Thanks heathert_kc. I did see that. I just don't know if I want to spend so much time in AZ. But UA is definitely on my list. University of Miami is another one where tuition is free but you have to commit 3 years to a local hospital.
Mike A. Fungin RN
I realize you're trying to focus your search better by trying to find the places you're most likely to be accepted to... but if I were you and I found a "less competitive" school I'd be very nervous about going there. If it's easy to get in, there's probably a reason.
Mike thanks for your input but I don't want to throw away money. The CA state schools turn away 4.0 students. They are extremely competitive and have anywhere from a 3% to 20% acceptance rate. Now that the CA budget is in crisis that number will go down even further.
It makes no sense to me to apply to schools that I will not get into. San Francisco State University would be my number one choice but they have anywhere from 1000 to 1500 applicants each year. My cousin was a nursing major at Sacramento State University. However once you have completed your lower division courses you can then apply to the nursing dept. She had a 3.9 and applied for 4 semesters and was not accepted.

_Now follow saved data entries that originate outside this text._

use directories::ProjectDirs;
use std::path::PathBuf;

/// Centralized application directory resolution
pub struct AppDirs;

impl AppDirs {
    pub fn config_path() -> Option<PathBuf> {
        ProjectDirs::from("", "", "matho").map(|proj_dirs| proj_dirs.config_dir().join("config.json"))
    }

    pub fn log_path() -> Option<PathBuf> {
        if let Ok(home) = std::env::var("HOME") {
            let state_dir = PathBuf::from(home)
                .join(".local")
                .join("state")
                .join("matho");
            Some(state_dir.join("matho.log"))
        } else {
            ProjectDirs::from("", "", "matho")
                .map(|proj_dirs| proj_dirs.data_local_dir().join("matho.log"))
        }
    }
}
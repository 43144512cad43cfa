use chrono::Local;
use log::{LevelFilter, Log, Metadata, Record};
use std::fs::{self, File, OpenOptions};
use std::io::{self, Write};
use std::path::Path;
use std::sync::Mutex;

/// File-backed logger behind the `log` facade. The TUI owns the terminal,
/// so log lines go to an append-only file instead of stdout.
struct FileLogger {
    file: Mutex<File>,
}

impl Log for FileLogger {
    fn enabled(&self, _metadata: &Metadata) -> bool {
        true
    }

    fn log(&self, record: &Record) {
        if let Ok(mut file) = self.file.lock() {
            let _ = writeln!(
                file,
                "{} [{}] {}",
                Local::now().format("%Y-%m-%d %H:%M:%S"),
                record.level(),
                record.args()
            );
        }
    }

    fn flush(&self) {
        if let Ok(mut file) = self.file.lock() {
            let _ = file.flush();
        }
    }
}

/// Install the file logger. Can only succeed once per process; the game
/// runs fine if this fails or is never called.
pub fn init(path: &Path) -> io::Result<()> {
    if let Some(parent) = path.parent() {
        fs::create_dir_all(parent)?;
    }
    let file = OpenOptions::new().create(true).append(true).open(path)?;

    log::set_boxed_logger(Box::new(FileLogger {
        file: Mutex::new(file),
    }))
    .map_err(|e| io::Error::new(io::ErrorKind::AlreadyExists, e.to_string()))?;
    log::set_max_level(LevelFilter::Info);

    Ok(())
}

#[cfg(test)]
mod tests {
    use super::*;
    use tempfile::tempdir;

    // set_boxed_logger is process-global, so everything lives in one test
    #[test]
    fn test_init_logs_to_file() {
        let dir = tempdir().unwrap();
        let path = dir.path().join("nested").join("matho.log");

        init(&path).unwrap();
        log::info!("quiz started");
        log::info!("final score: 735");
        log::logger().flush();

        let contents = fs::read_to_string(&path).unwrap();
        assert!(contents.contains("[INFO] quiz started"));
        assert!(contents.contains("final score: 735"));

        // a second init must refuse, not panic
        assert!(init(&path).is_err());
    }
}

She ended up leaving Sac State and going to a community college in Sacramento. So after 3.5 years at Sac State and another 2 years at a community college and she still does not have a Bachelors.

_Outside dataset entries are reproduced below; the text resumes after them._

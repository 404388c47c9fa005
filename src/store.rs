//! Persistence port for groups and personal expenses.
//!
//! A group document embeds its shared expenses and their splits, so every
//! group-level change (an expense together with all of its splits included)
//! lands in a single atomic write.

#[cfg(test)]
use std::collections::HashMap;

use async_trait::async_trait;
use thiserror::Error;
#[cfg(test)]
use tokio::sync::Mutex;

use crate::schemas::{Expense, Group};

#[derive(Error, Debug)]
pub enum StoreError {
    #[error("group {0} already exists")]
    DuplicateGroup(String),

    #[error("database error: {0}")]
    Database(#[from] mongodb::error::Error),
}

#[async_trait]
pub trait ExpenseStore: Send + Sync {
    async fn insert_group(&self, group: &Group) -> Result<(), StoreError>;

    async fn find_group(&self, id: &str) -> Result<Option<Group>, StoreError>;

    /// Replaces the stored group only if its version is still `expected_version`.
    /// Returns `false` when another writer got there first.
    async fn replace_group(&self, group: &Group, expected_version: i64)
        -> Result<bool, StoreError>;

    async fn insert_personal_expense(&self, expense: &Expense) -> Result<(), StoreError>;

    async fn personal_expenses(&self, payer: &str) -> Result<Vec<Expense>, StoreError>;
}

/// Process-local store backing the ledger and handler tests.
#[cfg(test)]
#[derive(Default)]
pub struct MemoryStore {
    groups: Mutex<HashMap<String, Group>>,
    expenses: Mutex<Vec<Expense>>,
}

#[cfg(test)]
impl MemoryStore {
    pub fn new() -> Self {
        Self::default()
    }
}

#[cfg(test)]
#[async_trait]
impl ExpenseStore for MemoryStore {
    async fn insert_group(&self, group: &Group) -> Result<(), StoreError> {
        let mut groups = self.groups.lock().await;
        if groups.contains_key(&group.id) {
            return Err(StoreError::DuplicateGroup(group.id.clone()));
        }
        groups.insert(group.id.clone(), group.clone());
        Ok(())
    }

    async fn find_group(&self, id: &str) -> Result<Option<Group>, StoreError> {
        Ok(self.groups.lock().await.get(id).cloned())
    }

    async fn replace_group(
        &self,
        group: &Group,
        expected_version: i64,
    ) -> Result<bool, StoreError> {
        let mut groups = self.groups.lock().await;
        match groups.get_mut(&group.id) {
            Some(stored) if stored.version == expected_version => {
                *stored = group.clone();
                Ok(true)
            }
            _ => Ok(false),
        }
    }

    async fn insert_personal_expense(&self, expense: &Expense) -> Result<(), StoreError> {
        self.expenses.lock().await.push(expense.clone());
        Ok(())
    }

    async fn personal_expenses(&self, payer: &str) -> Result<Vec<Expense>, StoreError> {
        let mut found: Vec<Expense> = self
            .expenses
            .lock()
            .await
            .iter()
            .filter(|expense| expense.payer == payer)
            .cloned()
            .collect();
        found.sort_by(|a, b| b.date.cmp(&a.date).then(b.created_at.cmp(&a.created_at)));
        Ok(found)
    }
}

Anyway my situation is different as I already have a Bachelors but I am not going to waste my time writing personal statements, sending application fees, paying from transcripts for each of my schools, and getting references if there is no chance for me to get in.
I have to be realistic. I don't have a competitive GPA so why on earth would I apply to a very competitive school unless I wanted to throw away money?
I'm interested where you ended up applying?!
I have not applied anywhere yet. Still searching, still frustrated and confused as ever.
Finishing up last pre-reqs and should be applying now but time is limited and I really don't have a CLUE where to apply. I feel like my research leads to dead ends. For example a school sounds good but then they have a couple different pre-reqs all the other schools didn't have or the school is too expensive or today found out the number one program I wanted to get into is fairly new and has an extremely high drop out rate and failing rate and it is a second degree BSN program.
So now I plan to scratch that plan and I took a specific pre-req just for that school. It was the one I really wanted but not with the news I got today.
So I feel like I have taken steps backwards rather than forwards. Still searching for suggestions and ideas.
By the way, how would I find a list of schools that focus on TEAS rather than GPA. I did 92.7 % and was in the 99th percentile so I wanted to look for schools that don't emphasize GPA but focus on TEAS scores.
I think with a 3.3 you should definitely be able to get in somewhere. People have gotten into 2nd degree programs w/ much less.
I know that University of Ariz and Northern Ariz University, UF, and UMass Boston all only look at your most recent classes/pre-reqs.